手入れの行き届いた、調和の取れたアストリアの草木に花々、そして澄んだ池泉、穏やかな水の流れはその場に清らかな雰囲気を生み出す。そこは学生にとって憩いの場でもある。
ただ、昨日ヴェスパによる襲撃があり、無事に討伐された。そして現在、警備兵による厳重な警戒態勢が敷かれている。尚、今日は強力な個体が2体もきているぞ!もっとも魔法で触角を隠すと人間の女の子にしか見えない容姿のため、警備兵に気付かれることはないが。
「あ゛〜〜」
「大丈夫?ミツリちゃん」
「これまでのいろんな感情が、ここに居ると浄化されるっす」
「わかるわ〜」
「結構広いっすね〜、眺めて回るだけでも癒されるっす」
「・・・ん?こんなところにシャレオツな空間が──」
そ〜〜
「あ、お昼休みの時間は“そっち”はやめた方が・・」
「あ゛」
“”ピシッ“”
ミツリは何かを目撃してしまい、脳を破壊された……。
休み時間、いい雰囲気の場所には仲睦まじいカップルがいる可能性が高いので気をつけよう。

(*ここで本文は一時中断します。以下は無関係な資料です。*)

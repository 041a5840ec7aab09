use chrono::{NaiveDate, NaiveDateTime};
use std::cell::RefCell;
use std::collections::BTreeMap;
use std::path::{Path, PathBuf};
use tickview_application::charting::{build_chart, ChartOptions};
use tickview_application::config::Config;
use tickview_application::export::export_chart;
use tickview_application::validation::validate;
use tickview_domain::repositories::artifacts::ArtifactWriter;
use tickview_domain::repositories::market_data::{MarketDataRepository, SeriesKey, TickQuery};
use tickview_domain::services::ohlcv::{DataQualityReport, TickReport};
use tickview_domain::services::overlay::{PanelRow, RenderHint, TraceValues};
use tickview_domain::services::tick_codec::MalformedTickPolicy;
use tickview_domain::services::vwap::VwapSource;
use tickview_domain::value_objects::bar::{Bar, BarSeries};
use tickview_domain::value_objects::sampling_period::SamplingPeriod;
use tickview_domain::value_objects::tick::{Tick, TickSeries};
use tickview_domain::ChartDataError;

fn at(h: u32, m: u32, s: u32) -> NaiveDateTime {
    NaiveDate::from_ymd_opt(2024, 1, 2)
        .unwrap()
        .and_hms_opt(h, m, s)
        .unwrap()
}

fn bar(start: NaiveDateTime, close: f64, volume: u64, vwap: Option<f64>) -> Bar {
    Bar {
        bucket_start: start,
        open: close - 0.5,
        high: close + 1.0,
        low: close - 1.0,
        close,
        volume,
        vwap,
    }
}

#[derive(Default)]
struct FakeMarketDataRepo {
    bars: BTreeMap<i64, (Vec<Bar>, DataQualityReport)>,
    ticks: Option<(Vec<Tick>, TickReport)>,
    tick_queries: RefCell<Vec<TickQuery>>,
}

impl FakeMarketDataRepo {
    fn standard() -> Self {
        let mut repo = Self::default();
        repo.bars.insert(
            300,
            (
                vec![bar(at(9, 30, 0), 101.0, 500, Some(100.8))],
                DataQualityReport::default(),
            ),
        );
        repo.bars.insert(
            60,
            (
                vec![
                    bar(at(9, 30, 0), 100.0, 100, Some(100.0)),
                    bar(at(9, 31, 0), 102.0, 300, Some(101.5)),
                ],
                DataQualityReport::default(),
            ),
        );
        repo.ticks = Some((
            vec![
                Tick {
                    recorded_at: at(9, 30, 1),
                    price: 101.25,
                    reported_vwap: 101.30,
                },
                Tick {
                    recorded_at: at(9, 30, 7),
                    price: 101.40,
                    reported_vwap: 101.32,
                },
            ],
            TickReport::default(),
        ));
        repo
    }
}

impl MarketDataRepository for FakeMarketDataRepo {
    fn load_bars(
        &self,
        key: &SeriesKey,
        period: SamplingPeriod,
    ) -> Result<(BarSeries, DataQualityReport), ChartDataError> {
        let (bars, report) = self
            .bars
            .get(&period.seconds())
            .cloned()
            .ok_or_else(|| ChartDataError::not_found(&key.date, &key.symbol, "bars"))?;
        Ok((BarSeries::new(&key.symbol, period, bars)?, report))
    }

    fn load_ticks(
        &self,
        key: &SeriesKey,
        query: &TickQuery,
    ) -> Result<(TickSeries, TickReport), ChartDataError> {
        self.tick_queries.borrow_mut().push(*query);
        let (ticks, report) = self
            .ticks
            .clone()
            .ok_or_else(|| ChartDataError::not_found(&key.date, &key.symbol, "ticks"))?;
        Ok((TickSeries::new(&key.symbol, ticks), report))
    }
}

#[derive(Default)]
struct RecordingWriter {
    ensured_dirs: RefCell<Vec<PathBuf>>,
    written: RefCell<Vec<(PathBuf, String)>>,
}

impl ArtifactWriter for RecordingWriter {
    fn ensure_dir(&self, path: &Path) -> Result<(), ChartDataError> {
        self.ensured_dirs.borrow_mut().push(path.to_path_buf());
        Ok(())
    }

    fn write_json(&self, path: &Path, contents: &str) -> Result<(), ChartDataError> {
        self.written
            .borrow_mut()
            .push((path.to_path_buf(), contents.to_string()));
        Ok(())
    }
}

fn key() -> SeriesKey {
    SeriesKey::new("2024-01-02", "AAPL")
}

fn labels(document: &tickview_application::charting::ChartDocument) -> Vec<&str> {
    document
        .overlay
        .traces
        .iter()
        .map(|trace| trace.label.as_str())
        .collect()
}

#[test]
fn chart_draws_bar_series_then_ticks_then_vwap() {
    let repo = FakeMarketDataRepo::standard();
    let document = build_chart(&Config::default(), &key(), &repo, ChartOptions::default())
        .expect("chart");

    assert_eq!(document.title, "AAPL Price and Volume on 2024-01-02");
    assert_eq!(
        labels(&document),
        vec![
            "AAPL 5m",
            "AAPL 5m volume",
            "AAPL 1m",
            "AAPL 1m volume",
            "AAPL ticks",
            "AAPL VWAP",
        ]
    );

    let traces = &document.overlay.traces;
    assert_eq!(traces[0].hint, RenderHint::Candlestick);
    assert_eq!(traces[1].hint, RenderHint::Bar);
    assert_eq!(traces[1].row, PanelRow::Volume);
    assert_eq!(traces[4].hint, RenderHint::Line);
    assert_eq!(traces[4].row, PanelRow::Price);
}

#[test]
fn bar_series_are_shifted_by_their_own_offsets() {
    let repo = FakeMarketDataRepo::standard();
    let document = build_chart(&Config::default(), &key(), &repo, ChartOptions::default())
        .expect("chart");
    let traces = &document.overlay.traces;

    // 5-minute bucket starting 09:30 lands at 09:35:30, the 1-minute one at 09:31.
    assert_eq!(traces[0].times[0].as_naive(), at(9, 35, 30));
    assert_eq!(traces[2].times[0].as_naive(), at(9, 31, 0));
    assert_eq!(traces[2].times[1].as_naive(), at(9, 32, 0));
    // Ticks keep their recording times.
    assert_eq!(traces[4].times[0].as_naive(), at(9, 30, 1));
    assert_eq!(traces[4].times[1].as_naive(), at(9, 30, 7));

    let offsets: Vec<(i64, i64)> = document
        .offsets
        .iter()
        .map(|o| (o.period_seconds, o.offset_seconds))
        .collect();
    assert_eq!(offsets, vec![(300, 330), (60, 60)]);

    assert_eq!(document.overlay.time_axis.start.unwrap().as_naive(), at(9, 30, 1));
    assert_eq!(document.overlay.time_axis.end.unwrap().as_naive(), at(9, 35, 30));
}

#[test]
fn layout_carries_market_open_marker_and_row_weights() {
    let repo = FakeMarketDataRepo::standard();
    let document = build_chart(&Config::default(), &key(), &repo, ChartOptions::default())
        .expect("chart");

    let marker = document.layout.market_open.as_ref().expect("marker");
    assert_eq!(marker.at, at(9, 29, 30));
    assert_eq!(marker.label, "Market Open");
    assert_eq!(document.layout.y_axis_title, "Price ($)");
    assert!(document.layout.shared_x_axis);
    assert!(!document.layout.range_slider);
    assert_eq!(document.layout.row_weights.price, 0.7);
}

#[test]
fn empty_series_contributes_no_trace() {
    let mut repo = FakeMarketDataRepo::standard();
    repo.bars
        .insert(300, (Vec::new(), DataQualityReport::default()));

    let document = build_chart(&Config::default(), &key(), &repo, ChartOptions::default())
        .expect("chart");
    let labels = labels(&document);
    assert!(!labels.contains(&"AAPL 5m"));
    assert!(labels.contains(&"AAPL 1m"));
    assert_eq!(document.overlay.traces.len(), 4);
}

#[test]
fn disabling_ticks_drops_tick_and_tick_vwap_lines() {
    let repo = FakeMarketDataRepo::standard();
    let document = build_chart(
        &Config::default(),
        &key(),
        &repo,
        ChartOptions {
            include_ticks: false,
        },
    )
    .expect("chart");

    assert_eq!(
        labels(&document),
        vec!["AAPL 5m", "AAPL 5m volume", "AAPL 1m", "AAPL 1m volume"]
    );
    assert!(repo.tick_queries.borrow().is_empty());
}

#[test]
fn missing_ticks_file_fails_when_ticks_enabled() {
    let mut repo = FakeMarketDataRepo::standard();
    repo.ticks = None;
    let err = build_chart(&Config::default(), &key(), &repo, ChartOptions::default())
        .unwrap_err();
    assert!(matches!(err, ChartDataError::DataNotFound { .. }));
}

#[test]
fn vwap_line_follows_configured_source() {
    let repo = FakeMarketDataRepo::standard();

    let mut config = Config::default();
    config.ticks.enabled = false;
    config.vwap.source = VwapSource::Bars;
    let document = build_chart(&config, &key(), &repo, ChartOptions::default()).unwrap();
    let vwap = document.overlay.traces.last().unwrap();
    assert_eq!(vwap.label, "AAPL VWAP");
    // Finest series is the 1-minute one.
    assert_eq!(
        vwap.values,
        TraceValues::Scalar {
            values: vec![100.0, 101.5]
        }
    );

    config.vwap.source = VwapSource::Computed;
    let document = build_chart(&config, &key(), &repo, ChartOptions::default()).unwrap();
    let vwap = document.overlay.traces.last().unwrap();
    let TraceValues::Scalar { values } = &vwap.values else {
        panic!("vwap should be a scalar trace");
    };
    // Typical prices: 100.0 and 102.0; cumulative (100*100 + 102*300) / 400.
    assert_eq!(values.len(), 2);
    assert!((values[0] - 100.0).abs() < 1e-9);
    assert!((values[1] - 101.5).abs() < 1e-9);

    config.vwap.source = VwapSource::None;
    let document = build_chart(&config, &key(), &repo, ChartOptions::default()).unwrap();
    assert!(!labels(&document).contains(&"AAPL VWAP"));
}

#[test]
fn tick_vwap_reads_reported_field() {
    let repo = FakeMarketDataRepo::standard();
    let document = build_chart(&Config::default(), &key(), &repo, ChartOptions::default())
        .expect("chart");
    let vwap = document.overlay.traces.last().unwrap();
    assert_eq!(
        vwap.values,
        TraceValues::Scalar {
            values: vec![101.30, 101.32]
        }
    );
}

#[test]
fn missing_bar_series_propagates_not_found() {
    let mut repo = FakeMarketDataRepo::standard();
    repo.bars.remove(&60);
    let err = build_chart(&Config::default(), &key(), &repo, ChartOptions::default())
        .unwrap_err();
    assert!(matches!(err, ChartDataError::DataNotFound { .. }));
}

#[test]
fn validate_reports_and_enforces_limits_when_strict() {
    let mut repo = FakeMarketDataRepo::standard();
    repo.bars.get_mut(&60).unwrap().1 = DataQualityReport {
        rows: 2,
        duplicates: 1,
        ..DataQualityReport::default()
    };
    repo.ticks.as_mut().unwrap().1 = TickReport {
        rows: 2,
        malformed_skipped: 3,
        first_malformed_line: Some(5),
        ..TickReport::default()
    };
    let config = Config::default();

    let report = validate(&config, &key(), false, &repo).expect("lenient validate");
    assert_eq!(report["series"][0]["period_seconds"], 300);
    assert_eq!(report["series"][0]["offset_seconds"], 330);
    assert_eq!(report["series"][1]["quality"]["duplicates"], 1);
    assert_eq!(report["ticks"]["malformed_skipped"], 3);
    assert_eq!(report["violations"].as_array().unwrap().len(), 2);
    assert_eq!(
        repo.tick_queries.borrow().last().unwrap().malformed,
        MalformedTickPolicy::Skip
    );

    let err = validate(&config, &key(), true, &repo).unwrap_err();
    assert!(matches!(err, ChartDataError::Validation(_)));

    let mut relaxed = config.clone();
    relaxed.data_quality.max_duplicates = 1;
    relaxed.data_quality.max_malformed_ticks = 3;
    let report = validate(&relaxed, &key(), true, &repo).expect("within limits");
    assert!(report["violations"].as_array().unwrap().is_empty());
}

#[test]
fn export_writes_pretty_json_document() {
    let repo = FakeMarketDataRepo::standard();
    let document = build_chart(&Config::default(), &key(), &repo, ChartOptions::default())
        .expect("chart");
    let writer = RecordingWriter::default();
    let path = Path::new("out/2024-01-02/AAPL.json");

    export_chart(&document, path, &writer).expect("export");

    assert_eq!(
        writer.ensured_dirs.borrow().as_slice(),
        &[PathBuf::from("out/2024-01-02")]
    );
    let written = writer.written.borrow();
    assert_eq!(written[0].0, path);
    let json: serde_json::Value = serde_json::from_str(&written[0].1).unwrap();
    assert_eq!(json["symbol"], "AAPL");
    assert_eq!(json["overlay"]["traces"][0]["label"], "AAPL 5m");
    assert_eq!(json["overlay"]["traces"][0]["values"]["kind"], "ohlc");
    assert_eq!(json["overlay"]["traces"][0]["times"][0], "2024-01-02T09:35:30");
    assert_eq!(json["layout"]["market_open"]["label"], "Market Open");
}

「う゛あ〜〜!別に大してそんなに気にかけてもないけど一応顔と名前を見知った男子が、知ってる女子とイイ感じのトコロを見せられると、ミョーにモヤモヤしてくるっす!見るんじゃなかった!アレは見る事で食らう情報毒っす!記憶を消したい!脳の奥がかゆいっす〜!」
「大丈夫…そうやってきっと大人になるのよ…!そんな時は、炭酸が脳を癒してくれる!」
ミツキは温度を保つ魔法の水筒でキンキンに冷えた葡萄の炭酸ジュースを蓋に注ぐと、ミツリに分け与える。
「コレは!ぐちゃぐちゃになりそうだった脳が応急で修復される感じがするっす!」
「でしょ?」
(わたしは見ていないけど、情報による脳へのダメージを少しばかりもらってしまった!……きっと普通に雑談していただけなんだろうけど)
ミツキのここのところ悩みの種だった、突然訪れる“悪意のない心への負荷”。ヴェスパが食らい続けると生命の危険を伴うが、痛みを分けることでその衝撃は幾らか軽減されることに気づいたのだった。